• TASK TO CARRY OUT: Look through the entries below and show every line containing the word "coerce".

• Source records:
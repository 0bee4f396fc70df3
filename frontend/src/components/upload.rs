use gloo_timers::callback::Timeout;
use leptos::ev;
use leptos::html;
use leptos::prelude::*;
use leptos::task::spawn_local;
use web_sys::{File, FileList, HtmlInputElement};

use notesync::upload::{COMPLETE_RESET_MS, UploadPhase, UploadSession};

use crate::api;

fn files_of(list: Option<FileList>) -> Vec<File> {
    let Some(list) = list else {
        return Vec::new();
    };
    (0..list.length()).filter_map(|i| list.get(i)).collect()
}

/// Pick or drop files and send them to cloud storage in one request.
#[component]
pub fn UploadSection() -> impl IntoView {
    let session = RwSignal::new_local(UploadSession::<File>::new());
    let (dragging, set_dragging) = signal(false);
    let picker = NodeRef::<html::Input>::new();

    let add_files = move |files: Vec<File>| {
        let added = session.try_update(|s| s.queue.extend(files)).unwrap_or(0);
        log::debug!("queued {added} file(s)");
    };

    let on_pick = move |ev: ev::Event| {
        let input = event_target::<HtmlInputElement>(&ev);
        add_files(files_of(input.files()));
        // Allow the same file to be chosen again.
        input.set_value("");
    };

    let on_drop = move |ev: ev::DragEvent| {
        ev.prevent_default();
        set_dragging.set(false);
        add_files(files_of(ev.data_transfer().and_then(|dt| dt.files())));
    };

    let on_upload = move |_| {
        let Some(files) = session.try_update(UploadSession::begin).flatten() else {
            return;
        };
        spawn_local(async move {
            let outcome = api::upload_notes(&files).await;
            session.update(|s| s.finish(outcome));
            if session.with_untracked(|s| s.phase() == UploadPhase::Complete) {
                Timeout::new(COMPLETE_RESET_MS, move || session.update(UploadSession::settle))
                    .forget();
            }
        });
    };

    view! {
        <section class="upload-section">
            <h3>"Upload Notes"</h3>
            <div
                class="drop-zone"
                class:dragging=move || dragging.get()
                on:click=move |_| {
                    if let Some(input) = picker.get() {
                        input.click();
                    }
                }
                on:dragover=move |ev: ev::DragEvent| {
                    ev.prevent_default();
                    set_dragging.set(true);
                }
                on:dragleave=move |_| set_dragging.set(false)
                on:drop=on_drop
            >
                <p>"Drag & drop files here, or click to browse"</p>
                <input type="file" multiple class="hidden" node_ref=picker on:change=on_pick />
            </div>

            <Show when=move || session.with(|s| !s.queue.is_empty())>
                <div class="file-list">
                    <h4>{move || format!("Selected Files ({})", session.with(|s| s.queue.len()))}</h4>
                    <ul>
                        {move || {
                            session
                                .with(|s| s.queue.iter().map(File::name).collect::<Vec<_>>())
                                .into_iter()
                                .map(|name| view! { <li>{name}</li> })
                                .collect_view()
                        }}
                    </ul>
                </div>
            </Show>

            <button
                class="primary-btn"
                class:complete=move || session.with(|s| s.phase() == UploadPhase::Complete)
                disabled=move || {
                    session.with(|s| s.queue.is_empty() || s.phase() == UploadPhase::Uploading)
                }
                on:click=on_upload
            >
                {move || session.with(UploadSession::button_label)}
            </button>

            {move || {
                session
                    .with(|s| s.result().map(|text| (text.to_string(), s.failed())))
                    .map(|(text, failed)| {
                        view! {
                            <div class="upload-result" class:error=failed class:success=!failed>
                                {text}
                            </div>
                        }
                    })
            }}
        </section>
    }
}
/// Backend locations baked in at build time.
///
/// `NOTESYNC_API_BASE` prefixes every API call; leave it unset to talk to the
/// origin that served the app. `NOTESYNC_DOWNLOAD_BASE` prefixes the direct
/// download links handed to the browser.
#[derive(Debug, Clone, PartialEq, Eq)]
pub struct ClientConfig {
    pub api_base: String,
    pub download_base: String,
}

const DEFAULT_DOWNLOAD_BASE: &str = "http://localhost:8080";

impl Default for ClientConfig {
    fn default() -> Self {
        Self {
            api_base: String::new(),
            download_base: DEFAULT_DOWNLOAD_BASE.to_string(),
        }
    }
}

impl ClientConfig {
    pub fn new(api_base: impl Into<String>, download_base: impl Into<String>) -> Self {
        Self {
            api_base: trim_base(api_base.into()),
            download_base: trim_base(download_base.into()),
        }
    }

    pub fn from_build_env() -> Self {
        let api_base = option_env!("NOTESYNC_API_BASE").unwrap_or_default();
        let download_base = option_env!("NOTESYNC_DOWNLOAD_BASE").unwrap_or(DEFAULT_DOWNLOAD_BASE);
        Self::new(api_base, download_base)
    }

    /// Absolute (or origin-relative) URL for an API path such as `/api/notes`.
    pub fn endpoint(&self, path: &str) -> String {
        format!("{}{path}", self.api_base)
    }

    pub fn download_url(&self, filename: &str) -> String {
        format!(
            "{}/api/notes/download/{}",
            self.download_base,
            urlencoding::encode(filename)
        )
    }
}

fn trim_base(base: String) -> String {
    base.trim_end_matches('/').to_string()
}

#[cfg(test)]
mod tests {
    use super::*;
    use pretty_assertions::assert_eq;

    #[test]
    fn endpoint_is_origin_relative_by_default() {
        let config = ClientConfig::default();
        assert_eq!(config.endpoint("/api/chat/ask"), "/api/chat/ask");
    }

    #[test]
    fn trailing_slashes_are_dropped() {
        let config = ClientConfig::new("https://notes.example/", "https://files.example//");
        assert_eq!(config.endpoint("/api/notes"), "https://notes.example/api/notes");
        assert_eq!(
            config.download_url("a.txt"),
            "https://files.example/api/notes/download/a.txt"
        );
    }

    #[test]
    fn download_names_are_percent_encoded() {
        let config = ClientConfig::default();
        assert_eq!(
            config.download_url("week 1/notes&more.pdf"),
            "http://localhost:8080/api/notes/download/week%201%2Fnotes%26more.pdf"
        );
    }
}
use std::sync::LazyLock;

use gloo_net::http::{Request, Response};
use serde_json::Value;
use web_sys::{File, FormData};

use notesync::models::{
    ChatRequest, LoginRequest, RegisterRequest, UserProfile, extract_reply_text, parse_note_list,
};
use notesync::{ClientConfig, ClientError};

use crate::platform::js_error;

static CONFIG: LazyLock<ClientConfig> = LazyLock::new(ClientConfig::from_build_env);

pub fn config() -> &'static ClientConfig {
    &CONFIG
}

fn network(e: gloo_net::Error) -> ClientError {
    ClientError::Network(e.to_string())
}

fn parse(e: gloo_net::Error) -> ClientError {
    ClientError::Parse(e.to_string())
}

/// Turn non-2xx responses into [`ClientError::Status`], keeping the body so
/// callers can show the server's own message.
async fn ensure_ok(resp: Response) -> Result<Response, ClientError> {
    if resp.ok() {
        return Ok(resp);
    }
    let body = resp.text().await.unwrap_or_default();
    Err(ClientError::status(resp.status(), body))
}

/// Sends one message to the chatbot and returns the reply text.
pub async fn ask_chat(message: &str) -> Result<String, ClientError> {
    let body = ChatRequest { message: message.to_string() };

    let resp = Request::post(&config().endpoint("/api/chat/ask"))
        .json(&body)
        .map_err(parse)?
        .send()
        .await
        .map_err(network)?;
    let resp = ensure_ok(resp).await?;

    let data = resp.json::<Value>().await.map_err(parse)?;
    Ok(extract_reply_text(&data))
}

pub async fn login(request: &LoginRequest) -> Result<String, ClientError> {
    let resp = Request::post(&config().endpoint("/api/auth/login"))
        .json(request)
        .map_err(parse)?
        .send()
        .await
        .map_err(network)?;
    ensure_ok(resp).await?.text().await.map_err(parse)
}

pub async fn register(request: &RegisterRequest) -> Result<String, ClientError> {
    let resp = Request::post(&config().endpoint("/api/auth/register"))
        .json(request)
        .map_err(parse)?
        .send()
        .await
        .map_err(network)?;
    ensure_ok(resp).await?.text().await.map_err(parse)
}

/// Searches stored notes by file name.
pub async fn search_notes(query: &str) -> Result<Vec<String>, ClientError> {
    let resp = Request::get(&config().endpoint("/api/notes"))
        .query([("search", query)])
        .send()
        .await
        .map_err(network)?;
    let resp = ensure_ok(resp).await?;

    let data = resp.json::<Value>().await.map_err(parse)?;
    log::debug!("Search response data: {data}");
    Ok(parse_note_list(&data))
}

/// Uploads every file under the repeated `files` multipart field.
pub async fn upload_notes(files: &[File]) -> Result<String, ClientError> {
    let form = FormData::new().map_err(js_error)?;
    for file in files {
        form.append_with_blob_and_filename("files", file, &file.name())
            .map_err(js_error)?;
    }

    let resp = Request::post(&config().endpoint("/api/notes/upload"))
        .body(form)
        .map_err(parse)?
        .send()
        .await
        .map_err(network)?;
    ensure_ok(resp).await?.text().await.map_err(parse)
}

pub async fn fetch_profile(username: &str) -> Result<UserProfile, ClientError> {
    let resp = Request::get(&config().endpoint("/api/users/profile"))
        .query([("username", username)])
        .send()
        .await
        .map_err(network)?;
    ensure_ok(resp).await?.json::<UserProfile>().await.map_err(parse)
}

pub async fn update_profile(profile: &UserProfile) -> Result<UserProfile, ClientError> {
    let resp = Request::put(&config().endpoint("/api/users/profile"))
        .json(profile)
        .map_err(parse)?
        .send()
        .await
        .map_err(network)?;
    ensure_ok(resp).await?.json::<UserProfile>().await.map_err(parse)
}
impl<'s> Evaluator<'s> {
    pub fn new(stack: &'s LayerStack, schema: &'s Schema) -> Self {
        Self {
            stack,
            schema,
            cache: FxHashMap::default(),
            path: Vec::new(),
            on_path: FxHashSet::default(),
            frames: Vec::new(),
            scope: Context::Global,
            errors: Vec::new(),
            seen_errors: FxHashSet::default(),
        }
    }

    /// Concrete value of `key` in `context`.
    pub fn evaluate(&mut self, key: &str, context: Context) -> Result<Value, ResolveError> {
        Ok(self.evaluated(key, context)?.value)
    }

    /// Full outcome (value, winner, references) of `key` in `context`.
    pub fn evaluated(&mut self, key: &str, context: Context) -> Result<Evaluated, ResolveError> {
        let context = self.effective_context(key, context);
        let id = (key.to_string(), context);
        if let Some(hit) = self.cache.get(&id) {
            return Ok(hit.clone());
        }

        if self.on_path.contains(&id) {
            let start = self.path.iter().position(|p| *p == id).unwrap_or(0);
            let keys = self.path[start..].iter().map(|(k, _)| k.clone()).collect();
            return Err(ResolveError::DependencyCycle { keys, context });
        }

        self.path.push(id.clone());
        self.on_path.insert(id.clone());
        self.frames.push(Vec::new());

        let computed = self.compute(key, context);

        let dependencies = self.frames.pop().unwrap_or_default();
        self.path.pop();
        self.on_path.remove(&id);

        let (value, winner) = computed?;
        let evaluated = Evaluated {
            value,
            winner,
            dependencies,
        };
        self.cache.insert(id, evaluated.clone());
        Ok(evaluated)
    }

    /// Previously computed outcome, if any.
    pub fn cached(&self, key: &str, context: Context) -> Option<&Evaluated> {
        let context = self.effective_context(key, context);
        self.cache.get(&(key.to_string(), context))
    }

    /// Context a key actually resolves in. Keys not settable per extruder,
    /// and extruders the stack does not have, read the shared layers.
    pub fn effective_context(&self, key: &str, context: Context) -> Context {
        match context {
            Context::Extruder(position)
                if self.stack.has_extruder(position) && self.schema.per_extruder(key) =>
            {
                context
            }
            _ => Context::Global,
        }
    }

    pub fn errors(&self) -> &[PerSettingError] {
        &self.errors
    }

    pub fn into_errors(self) -> Vec<PerSettingError> {
        self.errors
    }

    /// Record a per-setting error once.
    pub fn record(&mut self, key: &str, context: Context, kind: SettingErrorKind) {
        let err = PerSettingError::new(key, context, kind);
        if self.seen_errors.insert(err.clone()) {
            log::warn!("{}", err);
            self.errors.push(err);
        }
    }

    /// Evaluate the constraints of an already resolved setting.
    ///
    /// Returns whether the setting is enabled. With `check` unset, only
    /// `enabled` is evaluated and nothing is reported.
    pub fn check_constraints(
        &mut self,
        key: &str,
        context: Context,
        value: &Value,
        winner: Option<&SourceRef>,
        check: bool,
    ) -> Result<bool, ResolveError> {
        let context = self.effective_context(key, context);
        let previous_scope = std::mem::replace(&mut self.scope, context);
        let result = self.constraints(key, context, value, winner, check);
        self.scope = previous_scope;
        result
    }

    fn constraints(
        &mut self,
        key: &str,
        context: Context,
        value: &Value,
        winner: Option<&SourceRef>,
        check: bool,
    ) -> Result<bool, ResolveError> {
        let enabled = match self.property(key, context, |e| e.enabled.as_ref()) {
            Some(raw) => match self.constraint_value(key, context, Constraint::Enabled, raw, check)? {
                Some(flag) => flag.truthy(),
                None => true,
            },
            None => true,
        };

        if !check {
            return Ok(enabled);
        }

        // Disabled settings may only carry the definition's own value
        if let Some(source) = winner.filter(|w| w.category != Category::Definition) {
            if !enabled {
                self.record(
                    key,
                    context,
                    SettingErrorKind::ConstraintViolation {
                        constraint: Constraint::Enabled,
                        detail: format!("set by {} '{}' while disabled", source.category, source.document),
                    },
                );
            }
        }

        // Bounds only apply to numbers
        if !value.is_numeric() {
            return Ok(enabled);
        }
        let Ok(actual) = value.to_number() else {
            return Ok(enabled);
        };

        for constraint in [Constraint::Minimum, Constraint::Maximum] {
            let raw = match constraint {
                Constraint::Minimum => self.property(key, context, |e| e.minimum.as_ref()),
                _ => self.property(key, context, |e| e.maximum.as_ref()),
            };
            let Some(raw) = raw else { continue };
            let Some(bound) = self.constraint_value(key, context, constraint, raw, true)? else {
                continue;
            };
            let bound = match bound.to_number() {
                Ok(bound) => bound,
                Err(message) => {
                    self.record(
                        key,
                        context,
                        SettingErrorKind::EvaluationFailed {
                            message: format!("{}: {}", constraint, message),
                        },
                    );
                    continue;
                }
            };
            let violated = match constraint {
                Constraint::Minimum => actual < bound,
                _ => actual > bound,
            };
            if violated {
                let relation = if constraint == Constraint::Minimum { "below" } else { "above" };
                self.record(
                    key,
                    context,
                    SettingErrorKind::ConstraintViolation {
                        constraint,
                        detail: format!("{} is {} {}", value, relation, bound),
                    },
                );
            }
        }

        Ok(enabled)
    }

    /// Evaluate one constraint property. Recoverable failures are recorded
    /// (when `report` is set) and yield `None`.
    fn constraint_value(
        &mut self,
        key: &str,
        context: Context,
        constraint: Constraint,
        raw: &RawValue,
        report: bool,
    ) -> Result<Option<Value>, ResolveError> {
        match self.eval_raw(raw) {
            Ok(value) => Ok(Some(value)),
            Err(EvalError::Structural(err)) => Err(err),
            Err(EvalError::Unknown(dependency)) => {
                if report {
                    self.record(key, context, SettingErrorKind::UnknownDependency { dependency });
                }
                Ok(None)
            }
            Err(EvalError::Failed(message)) => {
                if report {
                    self.record(
                        key,
                        context,
                        SettingErrorKind::EvaluationFailed {
                            message: format!("{}: {}", constraint, message),
                        },
                    );
                }
                Ok(None)
            }
        }
    }

    fn eval_raw(&mut self, raw: &RawValue) -> Result<Value, EvalError> {
        match raw {
            RawValue::Literal(value) => Ok(value.clone()),
            RawValue::Expression(formula) => evaluate(&formula.expr, self),
            RawValue::Invalid { source, message } => Err(EvalError::Failed(format!(
                "invalid formula '{}': {}",
                source, message
            ))),
        }
    }

    // -------------------------------------------------------------------------
    // Winner lookup and evaluation
    // -------------------------------------------------------------------------

    /// Most specific layer setting a value for `key`.
    fn locate(&self, key: &str, context: Context) -> Option<Located<'s>> {
        let stack: &'s LayerStack = self.stack;
        stack.layers_for(context).rev().find_map(|layer| {
            layer
                .document
                .get(key)
                .and_then(|entry| entry.value.as_ref())
                .map(|contribution| Located { layer, contribution })
        })
    }

    /// Nearest layer providing a property of `key`.
    fn property<F>(&self, key: &str, context: Context, pick: F) -> Option<&'s RawValue>
    where
        F: Fn(&'s ExpandedEntry) -> Option<&'s RawValue>,
    {
        let stack: &'s LayerStack = self.stack;
        stack
            .layers_for(context)
            .rev()
            .filter_map(|layer| layer.document.get(key))
            .find_map(pick)
    }

    fn compute(&mut self, key: &str, context: Context) -> Result<(Value, Option<SourceRef>), ResolveError> {
        let schema: &'s Schema = self.schema;
        let setting_type = schema.setting_type(key);
        let options = schema.options(key);

        let Some(located) = self.locate(key, context) else {
            self.record(key, context, SettingErrorKind::NoValue);
            return Ok((setting_type.zero_value(), None));
        };
        let winner = SourceRef {
            category: located.layer.category,
            context: located.layer.context,
            document: located.contribution.document.clone(),
        };

        let computed = match &located.contribution.raw {
            RawValue::Literal(value) => value.clone(),
            RawValue::Invalid { source, message } => {
                self.record(
                    key,
                    context,
                    SettingErrorKind::InvalidExpression {
                        expression: source.clone(),
                        message: message.clone(),
                    },
                );
                return Ok((self.fallback(key, context, setting_type, options), Some(winner)));
            }
            RawValue::Expression(formula) => {
                for dependency in referenced_keys(&formula.expr) {
                    if !self.schema.contains(&dependency) {
                        self.record(key, context, SettingErrorKind::UnknownDependency { dependency });
                    }
                }
                match evaluate(&formula.expr, self) {
                    Ok(value) => value,
                    Err(EvalError::Structural(err)) => return Err(err),
                    Err(EvalError::Unknown(dependency)) => {
                        self.record(key, context, SettingErrorKind::UnknownDependency { dependency });
                        return Ok((self.fallback(key, context, setting_type, options), Some(winner)));
                    }
                    Err(EvalError::Failed(message)) => {
                        self.record(key, context, SettingErrorKind::EvaluationFailed { message });
                        return Ok((self.fallback(key, context, setting_type, options), Some(winner)));
                    }
                }
            }
        };

        match setting_type.coerce(&computed, options) {
            Ok(value) => Ok((value, Some(winner))),
            Err(found) => {
                self.record(
                    key,
                    context,
                    SettingErrorKind::TypeMismatch {
                        expected: setting_type,
                        found,
                    },
                );
                // Report what the layer actually set
                Ok((computed, Some(winner)))
            }
        }
    }

    /// Best-effort value when the winner cannot be evaluated: the winner's
    /// declared default, else the most specific usable literal beneath it,
    /// else the type's zero value.
    fn fallback(&self, key: &str, context: Context, setting_type: SettingType, options: &[String]) -> Value {
        let stack: &'s LayerStack = self.stack;
        let mut candidates = stack
            .layers_for(context)
            .rev()
            .filter_map(|layer| layer.document.get(key))
            .flat_map(|entry| entry.contributions().rev());

        // The first contribution is the winner itself; only its default counts
        let winner_default = candidates.next().and_then(|winner| winner.fallback.clone());
        winner_default
            .into_iter()
            .chain(candidates.flat_map(|c| c.raw.as_literal().cloned().into_iter().chain(c.fallback.clone())))
            .find_map(|value| setting_type.coerce(&value, options).ok())
            .unwrap_or_else(|| setting_type.zero_value())
    }

    fn current_frame(&mut self) -> Option<&mut Vec<SettingId>> {
        self.frames.last_mut()
    }
}

impl SettingLookup for Evaluator<'_> {
    fn value_of(&mut self, key: &str) -> Result<Value, EvalError> {
        let context = self.current_context();
        self.value_in(key, context)
    }

    fn value_in(&mut self, key: &str, context: Context) -> Result<Value, EvalError> {
        if !self.schema.contains(key) {
            return Err(EvalError::Unknown(key.to_string()));
        }
        let id = (key.to_string(), self.effective_context(key, context));
        if let Some(frame) = self.current_frame() {
            if !frame.contains(&id) {
                frame.push(id.clone());
            }
        }
        Ok(self.evaluate(&id.0, id.1)?)
    }

    fn extruder_positions(&self) -> Vec<u32> {
        self.stack.extruder_positions()
    }

    fn current_context(&self) -> Context {
        self.path.last().map(|(_, context)| *context).unwrap_or(self.scope)
    }
}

• OUTPUT BELOW:
        match setting_type.coerce(&computed, options) {
            .find_map(|value| setting_type.coerce(&value, options).ok())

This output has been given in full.